When you drop a PDF into a note.md project, it does not immediately become searchable. Behind the scenes, a background queue picks it up and runs it through a nine-step pipeline that turns the raw file into a structured local knowledge index. The output is reused by every downstream feature.
Step by step.
- 1
Import
When you add a PDF to a project, the file is copied into the project's knowledge vault and a
KnowledgeSourcerecord is created. The new source is queued onto a background queue (SourceShadowVaultService). - 2
Power-aware gating
Before any heavy work starts, the queue checks your Source Indexing preference. If it is set to "Only on Power Source" and you are on battery, the worker parks until the charger is plugged in. The check is driven by macOS's power-source notifications, so it reacts immediately when you connect or disconnect power.
- 3
Cache shortcut
If the source has already been indexed in a previous run and the file has not changed (matched by content hash), the indexer skips straight to the status banner. This is what makes opening an existing project instant rather than re-indexing every PDF from scratch.
- 4
PDF extraction
A bundled helper process (
notemd-extractor) is spawned per source. It runs MinerU's native extractor to produce three artifacts in the shadow folder:fulltext.txt— the raw text bodydocument.md— a Markdown reconstruction with headings preserved*_content_list.json— every paragraph, table, and heading with its page number
Each spawned process is registered so it can be cancelled cleanly if you close the project or delete the source.
- 5
Chunking
The text is split by
SourceChunkingService. The preferred path uses the structured JSON: paragraphs are grouped under their nearest heading and flushed when the joined text would exceed 1,200 characters. Headers, footers, and page numbers are dropped. Oversize blocks are split by paragraph → sentence → hard offset.If only Markdown is available, the chunker falls back to a heading-aware splitter with a 220-character overlap between chunks so context is preserved across boundaries.
- 6
Database write
Chunks are written to the project's SQLite database (
semantic-index.sqlite) inside a single atomic transaction. Old chunks for that source are wiped first so you never end up with stale duplicates. - 7
Embedding
Chunks are embedded in batches of 16 by a second bundled helper (
llama-embedding). The model is Nomic Embed Text v1.5 — a 768-dimensional embedding model that runs purely on CPU/Apple Silicon. Each chunk gets the prefix"search_document: "before embedding (the prefix is part of the Nomic recipe; queries get a matching"search_query: "prefix at search time).The vectors are stored both as binary blobs and, when available, in a
sqlite-vecvirtual table for fast approximate nearest-neighbor lookups. - 8
Full-text index
Alongside the vectors, every chunk is also indexed in an SQLite FTS5 virtual table for BM25 keyword search. Headings are indexed in a separate column so heading matches can be boosted at search time.
- 9
Status banner
While indexing runs, the editor shows an
IndexingStatusBannerwhenever there is pending or in-flight work. It refreshes on every artifact change notification so you always see the current state without polling.
What the user sees.
- A new PDF appears in Knowledge Management with a small "indexing" indicator.
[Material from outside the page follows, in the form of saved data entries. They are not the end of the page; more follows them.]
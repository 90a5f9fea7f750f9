//! One function per catalog route, turning typed requests into catalog calls.

use std::collections::{BTreeSet, HashSet};

use crate::catalog::error::{CatalogError, CatalogResult};
use crate::catalog::metadata::MetadataBuilder;
use crate::catalog::types::{Namespace, TableIdentifier, TableMetadata};
use crate::catalog::{Catalog, SupportsNamespaces, TableCreation};
use crate::rest::requests::{
    CreateNamespaceRequest, CreateTableRequest, UpdateNamespacePropertiesRequest,
    UpdateTableRequest,
};
use crate::rest::responses::{
    CreateNamespaceResponse, GetNamespaceResponse, ListNamespacesResponse, ListTablesResponse,
    LoadTableResponse, UpdateNamespacePropertiesResponse,
};

pub fn list_namespaces(
    catalog: &dyn SupportsNamespaces,
    parent: &Namespace,
) -> CatalogResult<ListNamespacesResponse> {
    Ok(ListNamespacesResponse {
        namespaces: catalog.list_namespaces(parent)?,
    })
}

pub fn create_namespace(
    catalog: &dyn SupportsNamespaces,
    request: CreateNamespaceRequest,
) -> CatalogResult<CreateNamespaceResponse> {
    request.validate()?;
    catalog.create_namespace(&request.namespace, request.properties.clone())?;
    Ok(CreateNamespaceResponse {
        namespace: request.namespace,
        properties: request.properties,
    })
}

pub fn load_namespace(
    catalog: &dyn SupportsNamespaces,
    namespace: Namespace,
) -> CatalogResult<GetNamespaceResponse> {
    let properties = catalog.load_namespace_metadata(&namespace)?;
    Ok(GetNamespaceResponse {
        namespace,
        properties,
    })
}

pub fn drop_namespace(
    catalog: &dyn SupportsNamespaces,
    namespace: &Namespace,
) -> CatalogResult<()> {
    if !catalog.drop_namespace(namespace)? {
        return Err(CatalogError::NoSuchNamespace(format!(
            "Namespace does not exist: {}",
            namespace
        )));
    }
    Ok(())
}

pub fn update_namespace_properties(
    catalog: &dyn SupportsNamespaces,
    namespace: &Namespace,
    request: UpdateNamespacePropertiesRequest,
) -> CatalogResult<UpdateNamespacePropertiesResponse> {
    request.validate()?;

    let start = catalog.load_namespace_metadata(namespace)?;
    let removals: HashSet<String> = request.removals.into_iter().collect();
    let (removed, missing): (BTreeSet<String>, BTreeSet<String>) = removals
        .iter()
        .cloned()
        .partition(|key| start.contains_key(key));
    let updated: BTreeSet<String> = request.updates.keys().cloned().collect();

    if !request.updates.is_empty() {
        catalog.set_properties(namespace, request.updates)?;
    }
    if !removals.is_empty() {
        catalog.remove_properties(namespace, &removals)?;
    }

    Ok(UpdateNamespacePropertiesResponse {
        updated: updated.into_iter().collect(),
        removed: removed.into_iter().collect(),
        missing: missing.into_iter().collect(),
    })
}

pub fn list_tables(
    catalog: &dyn Catalog,
    namespace: &Namespace,
) -> CatalogResult<ListTablesResponse> {
    Ok(ListTablesResponse {
        identifiers: catalog.list_tables(namespace)?,
    })
}

/// Build table metadata without committing it.
pub fn stage_table_create(
    catalog: &dyn Catalog,
    namespace: Namespace,
    request: CreateTableRequest,
) -> CatalogResult<LoadTableResponse> {
    let ident = TableIdentifier::new(namespace, request.name.clone());
    if catalog.table_exists(&ident) {
        return Err(CatalogError::AlreadyExists(format!(
            "Table already exists: {}",
            ident
        )));
    }

    let location = request
        .location
        .unwrap_or_else(|| catalog.default_table_location(&ident));
    let metadata = TableMetadata::new_table(
        request.schema,
        request.partition_spec.unwrap_or_default(),
        location,
        request.properties,
    )?;

    Ok(LoadTableResponse {
        metadata_location: None,
        metadata,
        config: Default::default(),
    })
}

pub fn create_table(
    catalog: &dyn Catalog,
    namespace: Namespace,
    request: CreateTableRequest,
) -> CatalogResult<LoadTableResponse> {
    let ident = TableIdentifier::new(namespace, request.name);
    let metadata = catalog.create_table(
        &ident,
        TableCreation {
            schema: request.schema,
            spec: request.partition_spec.unwrap_or_default(),
            location: request.location,
            properties: request.properties,
        },
    )?;
    Ok(load_response(metadata))
}

pub fn drop_table(catalog: &dyn Catalog, ident: &TableIdentifier) -> CatalogResult<()> {
    if !catalog.drop_table(ident)? {
        return Err(CatalogError::NoSuchTable(format!(
            "Table does not exist: {}",
            ident
        )));
    }
    Ok(())
}

pub fn load_table(
    catalog: &dyn Catalog,
    ident: &TableIdentifier,
) -> CatalogResult<LoadTableResponse> {
    Ok(load_response(catalog.load_table(ident)?))
}

/// Check the requirements against the current metadata, apply the updates
/// and commit against the metadata that was read.
pub fn update_table(
    catalog: &dyn Catalog,
    ident: &TableIdentifier,
    request: UpdateTableRequest,
) -> CatalogResult<LoadTableResponse> {
    let base = catalog.load_table(ident)?;
    for requirement in &request.requirements {
        requirement.validate(Some(&base))?;
    }

    let mut builder = MetadataBuilder::from(&base);
    for update in &request.updates {
        builder.apply(update)?;
    }
    let updated = builder.build();
    if updated == base {
        return Ok(load_response(base));
    }

    Ok(load_response(catalog.commit_table(ident, &base, updated)?))
}

fn load_response(metadata: TableMetadata) -> LoadTableResponse {
    LoadTableResponse {
        metadata_location: Some(format!(
            "{}/metadata/{}.metadata.json",
            metadata.location, metadata.last_updated_ms
        )),
        metadata,
        config: Default::default(),
    }
}

#[cfg(test)]
mod tests {
    use super::*;
    use crate::catalog::metadata::{MetadataUpdate, UpdateRequirement};
    use crate::catalog::memory::InMemoryCatalog;
    use crate::catalog::types::{NestedField, Schema};
    use std::collections::HashMap;

    fn catalog() -> InMemoryCatalog {
        let catalog = InMemoryCatalog::new("test", "file:/warehouse");
        catalog
            .create_namespace(
                &Namespace::of(["db"]),
                HashMap::from([("owner".into(), "ops".into())]),
            )
            .unwrap();
        catalog
    }

    fn create_request(name: &str, stage_create: bool) -> CreateTableRequest {
        CreateTableRequest {
            name: name.into(),
            location: None,
            schema: Schema::new(0, vec![NestedField::required(1, "id", "long")]),
            partition_spec: None,
            stage_create,
            properties: HashMap::new(),
        }
    }

    #[test]
    fn test_update_namespace_properties_reports_missing() {
        let catalog = catalog();
        let ns = Namespace::of(["db"]);
        let response = update_namespace_properties(
            &catalog,
            &ns,
            UpdateNamespacePropertiesRequest {
                removals: vec!["owner".into(), "ghost".into()],
                updates: HashMap::from([("team".into(), "finance".into())]),
            },
        )
        .unwrap();

        assert_eq!(response.updated, vec!["team".to_string()]);
        assert_eq!(response.removed, vec!["owner".to_string()]);
        assert_eq!(response.missing, vec!["ghost".to_string()]);
        assert_eq!(
            catalog.load_namespace_metadata(&ns).unwrap(),
            HashMap::from([("team".to_string(), "finance".to_string())])
        );
    }

    #[test]
    fn test_drop_missing_namespace() {
        let err = drop_namespace(&catalog(), &Namespace::of(["nope"])).unwrap_err();
        assert_eq!(err.kind(), "NoSuchNamespaceException");
    }

    #[test]
    fn test_stage_create_does_not_commit() {
        let catalog = catalog();
        let ns = Namespace::of(["db"]);
        let response = stage_table_create(&catalog, ns.clone(), create_request("t", true)).unwrap();

        assert!(response.metadata_location.is_none());
        assert_eq!(response.metadata.location, "file:/warehouse/db/t");
        assert!(!catalog.table_exists(&TableIdentifier::new(ns, "t")));
    }

    #[test]
    fn test_stage_create_existing_table() {
        let catalog = catalog();
        let ns = Namespace::of(["db"]);
        create_table(&catalog, ns.clone(), create_request("t", false)).unwrap();
        let err = stage_table_create(&catalog, ns, create_request("t", true)).unwrap_err();
        assert_eq!(err.kind(), "AlreadyExistsException");
    }

    #[test]
    fn test_update_table_commits() {
        let catalog = catalog();
        let ns = Namespace::of(["db"]);
        let created = create_table(&catalog, ns.clone(), create_request("t", false)).unwrap();
        let ident = TableIdentifier::new(ns, "t");

        let response = update_table(
            &catalog,
            &ident,
            UpdateTableRequest {
                requirements: vec![UpdateRequirement::AssertTableUuid {
                    uuid: created.metadata.table_uuid,
                }],
                updates: vec![MetadataUpdate::SetLocation {
                    location: "file:/moved".into(),
                }],
            },
        )
        .unwrap();

        assert_eq!(response.metadata.location, "file:/moved");
        assert_eq!(catalog.load_table(&ident).unwrap().location, "file:/moved");
    }

    #[test]
    fn test_update_table_failed_requirement() {
        let catalog = catalog();
        let ns = Namespace::of(["db"]);
        create_table(&catalog, ns.clone(), create_request("t", false)).unwrap();

        let err = update_table(
            &catalog,
            &TableIdentifier::new(ns, "t"),
            UpdateTableRequest {
                requirements: vec![UpdateRequirement::AssertCreate],
                updates: vec![],
            },
        )
        .unwrap_err();
        assert_eq!(err.kind(), "CommitFailedException");
    }

    #[test]
    fn test_drop_missing_table() {
        let err = drop_table(
            &catalog(),
            &TableIdentifier::new(Namespace::of(["db"]), "missing"),
        )
        .unwrap_err();
        assert_eq!(err.kind(), "NoSuchTableException");
        assert_eq!(err.to_string(), "Table does not exist: db.missing");
    }
}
- The Matrix and Evidence Scan show a "still indexing" banner if you try to use them before chunks are ready.
- On battery with the energy-saving preference enabled, indexing pauses cleanly and resumes when you reconnect power.
Design notes.
Local-first
All extraction, chunking, and embedding happens on-device. The two helper binaries are bundled inside the app — no network round-trips, no model downloads at first run.
Cancellable
Every long-running step (extraction, embedding) is wrapped in a cancellable process. Closing or deleting a source terminates its worker mid-flight.
Idempotent
Re-indexing a source produces deterministic chunk IDs, so partial failures can be recovered without duplicating work.
semantic-index.sqlite ├── chunks (text, heading, position, source_id) ├── embeddings (768-dim vectors, sqlite-vec virtual table) └── fts_chunks (FTS5 virtual table, BM25 ranked)